Generell heisst es: In den eigenen vier Wänden passieren die meisten Unfälle.

Leider lauern auch für Haustiere zahlreiche Gefahren im Haushalt. VIER PFOTEN gibt praktische Tipps, wie man das eigene Heim so gestaltet, dass sich der tierische Mitbewohner ungefährdet darin bewegen kann.

Hunde sollen sich nicht nur wohl fühlen, sondern auch sicher sein.

Der beste Tipp ist sicher, das eigene Domizil aus der Perspektive des Tiers zu betrachten. Fragen Sie sich ganz generell, was Sie als Hund, Katze, Meerschweinchen, Kaninchen, Vogel etc. interessant finden und theoretisch auch kletternd, springend, hoppelnd, fliegend erreichen könnten. Mit dieser kleinen Bestandsaufnahme aus tierischer Sicht kann man schon einige potenzielle Gefahren erkennen und entsprechend gegensteuern.

Janine Cirini, Campaignerin bei VIER PFOTEN Schweiz

Und so sieht die VIER PFOTEN Checkliste für ein tiersicheres Zuhause aus:

  • Sichern Sie Fenster, Türen und Balkone, so dass die Tiere nicht entwischen und sich verletzen können. Ein Katzengitter ist unbedingt zu empfehlen.
  • Platzieren Sie alle giftigen Pflanzen ausserhalb der Reichweite des Tiers, wie etwa Aloe Vera oder Buchsbaum.
  • Stellen Sie sicher, dass das Tier nicht an elektrischen Kabeln nagen kann. Am besten ist es ohnehin, die Kabel durch Schutzschläuche zu führen.
  • Lösen Sie jegliche Schlaufen oder schneiden Sie sie durch (Vorhangkordeln etc.), um ein Strangulieren zu verhindern.
  • Halten Sie Räume wie Garagen und Werkstätte, in denen oft giftige Stoffe aufbewahrt werden, geschlossen. Giftige Reinigungsmittel sollten ebenfalls sicher weggesperrt werden.
  • Achten Sie auf «Leitern», die neugierige Haustiere erklimmen können, um an höher gelegene Bereiche wie Arbeitsplatten und Tische zu gelangen.
  • Vorsicht bei heissen Herdplatten! Halten Sie die Tiere beim Kochen auf Distanz zum Herd.
  • Lassen Sie Medikamente nicht dort liegen, wo Haustiere sie erreichen können.
  • Halten Sie alle Lebensmittel ausser Reichweite (in Schachteln, Schränken, auf Schränken, in einer Speisekammer, …). Es gibt Nahrungsmittel, die bei Tieren grossen Schaden anrichten können.
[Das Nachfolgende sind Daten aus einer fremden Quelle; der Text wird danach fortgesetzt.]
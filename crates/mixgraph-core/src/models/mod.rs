mod edge_kind;
mod edge_role;

pub use edge_kind::EdgeKind;
pub use edge_role::EdgeRole;

/// Graph-level metadata attached to a mixed-edge graph.
pub type Attributes = std::collections::BTreeMap<String, serde_json::Value>;
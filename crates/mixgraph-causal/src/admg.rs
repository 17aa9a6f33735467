//! Acyclic directed mixed graph (ADMG).
//!
//! Three fixed roles share one node set:
//! - directed edges (`x -> y`): causal effects, must stay acyclic
//! - bidirected edges (`x <-> y`): latent confounders
//! - undirected edges (`x -- y`): selection bias
//!
//! Storage is a [`MixedEdgeGraph`]; ancestral queries come from
//! [`AncestralQueries`] through [`HasDirectedRole`].

use std::collections::HashSet;

use mixgraph_core::errors::{CausalError, RegistryError};
use mixgraph_core::{
    AcyclicityCheck, AdmgConfig, Attributes, EdgeRole, EdgeRoleNames, MixGraphResult, NodeId,
};
use petgraph::{Directed, Undirected};
use tracing::{info, warn};

use crate::algorithms::{dag_enforcement, m_separation};
use crate::ancestral::HasDirectedRole;
use crate::convert::{self, LabeledDiGraph};
use crate::graph::{
    Components, DiEdgeGraph, EdgeInput, Edges, MixedEdgeGraph, Nodes, SubGraph, UnEdgeGraph,
};

/// An ADMG over node ids `N`.
///
/// Construction either yields a graph whose directed role is acyclic or
/// fails without exposing a partial graph.
#[derive(Debug, Clone)]
pub struct Admg<N: NodeId> {
    graph: MixedEdgeGraph<N>,
    config: AdmgConfig,
}

/// Step-by-step ADMG construction.
#[derive(Debug, Clone)]
pub struct AdmgBuilder<N: NodeId> {
    directed: EdgeInput<N, Directed>,
    bidirected: EdgeInput<N, Undirected>,
    undirected: EdgeInput<N, Undirected>,
    config: AdmgConfig,
    name: String,
    attrs: Attributes,
}

impl<N: NodeId> AdmgBuilder<N> {
    pub fn new() -> Self {
        Self {
            directed: EdgeInput::Empty,
            bidirected: EdgeInput::Empty,
            undirected: EdgeInput::Empty,
            config: AdmgConfig::default(),
            name: String::new(),
            attrs: Attributes::new(),
        }
    }

    pub fn directed(mut self, input: impl Into<EdgeInput<N, Directed>>) -> Self {
        self.directed = input.into();
        self
    }

    pub fn bidirected(mut self, input: impl Into<EdgeInput<N, Undirected>>) -> Self {
        self.bidirected = input.into();
        self
    }

    pub fn undirected(mut self, input: impl Into<EdgeInput<N, Undirected>>) -> Self {
        self.undirected = input.into();
        self
    }

    pub fn config(mut self, config: AdmgConfig) -> Self {
        self.config = config;
        self
    }

    pub fn edge_names(mut self, names: EdgeRoleNames) -> Self {
        self.config.edge_names = names;
        self
    }

    pub fn name(mut self, name: impl Into<String>) -> Self {
        self.name = name.into();
        self
    }

    pub fn attr(mut self, key: impl Into<String>, value: impl Into<serde_json::Value>) -> Self {
        self.attrs.insert(key.into(), value.into());
        self
    }

    /// Build the three role graphs, register them, and validate.
    pub fn build(self) -> MixGraphResult<Admg<N>> {
        let names = &self.config.edge_names;
        names.validate()?;

        let directed = self.directed.build();
        let bidirected = self.bidirected.build();
        let undirected = self.undirected.build();

        ensure_simple(&bidirected, &names.bidirected)?;
        ensure_simple(&undirected, &names.undirected)?;
        if let Some(cycle) = dag_enforcement::find_cycles(&directed).first() {
            let cycle = dag_enforcement::describe_cycle(cycle);
            warn!(%cycle, "rejecting ADMG: directed edges contain a cycle");
            return Err(CausalError::NotADag { cycle }.into());
        }

        let mut graph = MixedEdgeGraph::new()
            .with_name(self.name)
            .with_attrs(self.attrs);
        graph.add_edge_type(directed, names.directed.clone())?;
        graph.add_edge_type(bidirected, names.bidirected.clone())?;
        graph.add_edge_type(undirected, names.undirected.clone())?;
        graph.synchronize_nodes();

        info!(
            nodes = graph.number_of_nodes(),
            edges = graph.number_of_edges(None)?,
            "constructed ADMG"
        );
        Ok(Admg {
            graph,
            config: self.config,
        })
    }
}

impl<N: NodeId> Default for AdmgBuilder<N> {
    fn default() -> Self {
        Self::new()
    }
}

impl<N: NodeId> Admg<N> {
    /// Empty ADMG with default role names.
    pub fn new() -> Self {
        let config = AdmgConfig::default();
        let graph = MixedEdgeGraph::from_registry(role_graphs(&config.edge_names).collect());
        Self { graph, config }
    }

    /// Empty ADMG with the role names and acyclicity policy from `config`.
    ///
    /// Fails with `InvalidEdgeNames` if the role names are empty or clash.
    pub fn with_config(config: AdmgConfig) -> MixGraphResult<Self> {
        config.edge_names.validate()?;
        let graph = MixedEdgeGraph::from_graphs(role_graphs(&config.edge_names))?;
        Ok(Self { graph, config })
    }

    pub fn builder() -> AdmgBuilder<N> {
        AdmgBuilder::new()
    }

    /// Build from plain edge lists with default names.
    pub fn from_edges(
        directed: Vec<(N, N)>,
        bidirected: Vec<(N, N)>,
        undirected: Vec<(N, N)>,
    ) -> MixGraphResult<Self> {
        Self::builder()
            .directed(directed)
            .bidirected(bidirected)
            .undirected(undirected)
            .build()
    }

    pub fn config(&self) -> &AdmgConfig {
        &self.config
    }

    pub fn edge_names(&self) -> &EdgeRoleNames {
        &self.config.edge_names
    }

    /// The underlying mixed-edge storage.
    pub fn mixed(&self) -> &MixedEdgeGraph<N> {
        &self.graph
    }

    pub fn into_mixed(self) -> MixedEdgeGraph<N> {
        self.graph
    }

    pub fn name(&self) -> &str {
        self.graph.name()
    }

    pub fn attrs(&self) -> &Attributes {
        self.graph.attrs()
    }

    pub fn attrs_mut(&mut self) -> &mut Attributes {
        self.graph.attrs_mut()
    }

    // ---------------------------------------------------------------------
    // Role sub-graphs
    // ---------------------------------------------------------------------

    pub fn sub_directed_graph(&self) -> MixGraphResult<&DiEdgeGraph<N>> {
        self.graph.get_directed(&self.config.edge_names.directed)
    }

    pub fn sub_bidirected_graph(&self) -> MixGraphResult<&UnEdgeGraph<N>> {
        self.graph.get_undirected(&self.config.edge_names.bidirected)
    }

    pub fn sub_undirected_graph(&self) -> MixGraphResult<&UnEdgeGraph<N>> {
        self.graph.get_undirected(&self.config.edge_names.undirected)
    }

    pub fn directed_edges(&self) -> MixGraphResult<Edges<'_, N, Directed>> {
        Ok(self.sub_directed_graph()?.edges())
    }

    pub fn bidirected_edges(&self) -> MixGraphResult<Edges<'_, N, Undirected>> {
        Ok(self.sub_bidirected_graph()?.edges())
    }

    pub fn undirected_edges(&self) -> MixGraphResult<Edges<'_, N, Undirected>> {
        Ok(self.sub_undirected_graph()?.edges())
    }

    /// Confounded components: connected components of the bidirected role.
    ///
    /// Nodes without bidirected edges come out as singletons.
    pub fn c_components(&self) -> MixGraphResult<Components<'_, N>> {
        Ok(self.sub_bidirected_graph()?.connected_components())
    }

    // ---------------------------------------------------------------------
    // Nodes
    // ---------------------------------------------------------------------

    pub fn nodes(&self) -> Nodes<'_, N> {
        self.graph.nodes()
    }

    pub fn has_node(&self, node: &N) -> bool {
        self.graph.has_node(node)
    }

    pub fn number_of_nodes(&self) -> usize {
        self.graph.number_of_nodes()
    }

    pub fn add_node(&mut self, node: N) -> MixGraphResult<()> {
        self.graph.add_node(node)
    }

    pub fn remove_node(&mut self, node: &N) -> MixGraphResult<()> {
        self.graph.remove_node(node)
    }

    pub fn neighbors(&self, node: &N) -> MixGraphResult<HashSet<&N>> {
        self.graph.neighbors(node)
    }

    // ---------------------------------------------------------------------
    // Edges
    // ---------------------------------------------------------------------

    /// Add an edge with the given role.
    ///
    /// Symmetric roles reject self-loops. Under
    /// [`AcyclicityCheck::OnMutation`] a directed edge that would close a
    /// cycle is rejected and the graph is left unchanged.
    pub fn add_edge(&mut self, u: N, v: N, role: EdgeRole) -> MixGraphResult<bool> {
        let name = self.config.edge_names.name_of(role).to_string();
        if role.is_symmetric() && u == v {
            return Err(CausalError::SelfLoop {
                node: format!("{u:?}"),
                edge_type: name,
            }
            .into());
        }
        if role == EdgeRole::Directed
            && self.config.acyclicity == AcyclicityCheck::OnMutation
            && dag_enforcement::would_create_cycle(self.sub_directed_graph()?, &u, &v)
        {
            warn!(source = ?u, target = ?v, "rejecting directed edge: would create cycle");
            return Err(CausalError::NotADag {
                cycle: format!("adding {u:?} -> {v:?} closes a directed cycle"),
            }
            .into());
        }
        self.graph.add_edge(u, v, &name)
    }

    /// Add an edge by edge-type name; role names route through [`Admg::add_edge`].
    pub fn add_edge_by_name(&mut self, u: N, v: N, edge_type: &str) -> MixGraphResult<bool> {
        match self.config.edge_names.role_of(edge_type) {
            Some(role) => self.add_edge(u, v, role),
            None => self.graph.add_edge(u, v, edge_type),
        }
    }

    pub fn remove_edge(&mut self, u: &N, v: &N, role: EdgeRole) -> MixGraphResult<()> {
        let name = self.config.edge_names.name_of(role).to_string();
        self.graph.remove_edge(u, v, &name)
    }

    pub fn has_edge(&self, u: &N, v: &N, role: EdgeRole) -> bool {
        self.graph
            .has_edge(u, v, Some(self.config.edge_names.name_of(role)))
    }

    /// Register an extra edge type. Role names are reserved.
    pub fn add_edge_type(
        &mut self,
        graph: impl Into<SubGraph<N>>,
        name: impl Into<String>,
    ) -> MixGraphResult<()> {
        let name = name.into();
        self.ensure_not_role(&name)?;
        self.graph.add_edge_type(graph, name)
    }

    /// Unregister an extra edge type. Role names are reserved.
    pub fn remove_edge_type(&mut self, name: &str) -> MixGraphResult<SubGraph<N>> {
        self.ensure_not_role(name)?;
        self.graph.remove_edge_type(name)
    }

    /// Re-check that the directed role is acyclic.
    ///
    /// Only needed under [`AcyclicityCheck::ConstructionOnly`].
    pub fn validate(&self) -> MixGraphResult<()> {
        match dag_enforcement::find_cycles(self.sub_directed_graph()?).first() {
            Some(cycle) => Err(CausalError::NotADag {
                cycle: dag_enforcement::describe_cycle(cycle),
            }
            .into()),
            None => Ok(()),
        }
    }

    /// Whether `x` and `y` are m-separated given `z`.
    pub fn m_separated(&self, x: &HashSet<N>, y: &HashSet<N>, z: &HashSet<N>) -> MixGraphResult<bool> {
        m_separation::m_separated(&self.graph, x, y, z, &self.config.edge_names)
    }

    /// Flatten into a labelled `DiGraph` tagged with graph type `ADMG`.
    pub fn to_multi_digraph(&self) -> LabeledDiGraph<N> {
        convert::to_multi_digraph(&self.graph, "ADMG")
    }

    fn ensure_not_role(&self, name: &str) -> MixGraphResult<()> {
        if self.config.edge_names.contains(name) {
            return Err(RegistryError::ReservedEdgeType {
                name: name.to_string(),
            }
            .into());
        }
        Ok(())
    }
}

impl<N: NodeId> Default for Admg<N> {
    fn default() -> Self {
        Self::new()
    }
}

impl<N: NodeId> HasDirectedRole<N> for Admg<N> {
    fn sub_directed_graph(&self) -> MixGraphResult<&DiEdgeGraph<N>> {
        Admg::sub_directed_graph(self)
    }
}

/// One empty sub-graph per role, keyed by its configured name.
fn role_graphs<N: NodeId>(
    names: &EdgeRoleNames,
) -> impl Iterator<Item = (String, SubGraph<N>)> + '_ {
    EdgeRole::ALL.into_iter().map(move |role| {
        let sub = match role {
            EdgeRole::Directed => SubGraph::directed(),
            EdgeRole::Bidirected | EdgeRole::Undirected => SubGraph::undirected(),
        };
        (names.name_of(role).to_string(), sub)
    })
}

fn ensure_simple<N: NodeId>(graph: &UnEdgeGraph<N>, edge_type: &str) -> MixGraphResult<()> {
    match graph.self_loop() {
        Some(node) => Err(CausalError::SelfLoop {
            node: format!("{node:?}"),
            edge_type: edge_type.to_string(),
        }
        .into()),
        None => Ok(()),
    }
}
Beispiele sind etwa Schokolade in grösseren Mengen oder Birkenzucker beim Hund.
  • Hundewelpen erfordern besondere Vorsicht, da sie alles erkunden und ins Maul nehmen wollen.
  • Halten Sie die Abfalleimer abgedeckt oder bewahren Sie sie in einem Schrank auf.
  • Halten Sie die Toiletten geschlossen, da vor allem Katzen gerne versuchen, daraus zu trinken und hineinfallen können.
  • Wenn Sie einen Garten haben, sorgen Sie dafür, dass Ihr Liebling nicht entkommen kann. Die Umzäunung sollte ausreichend hoch sein.
  • Wenn Sie einen Pool oder eine andere offene Wasserstelle im Garten haben, decken Sie sie unbedingt ab oder stellen Sie eine Ausstiegshilfe zur Verfügung.

Janine Cirini betont zudem: «Dies sind ganz grundlegende Dinge, die jede Tierhalterin und jeder Tierhalter beherzigen sollte. Je nach Tierart kommen natürlich auch spezifische Risiken dazu, über die man sich unbedingt informieren sollte.»

Die Sicherheit für das eigene Tier sollte wirklich jedem Menschen ein Anliegen sein. «Es ist doppelt schmerzhaft, den geliebten vier- oder zweibeinigen Gefährten zu verlieren oder schwer verletzt zu sehen, weil man nicht ausreichend vorgebeugt hat. Man kann dem Tier und sich selbst mit ein bisschen Umsicht viel Leid ersparen», so Cirini.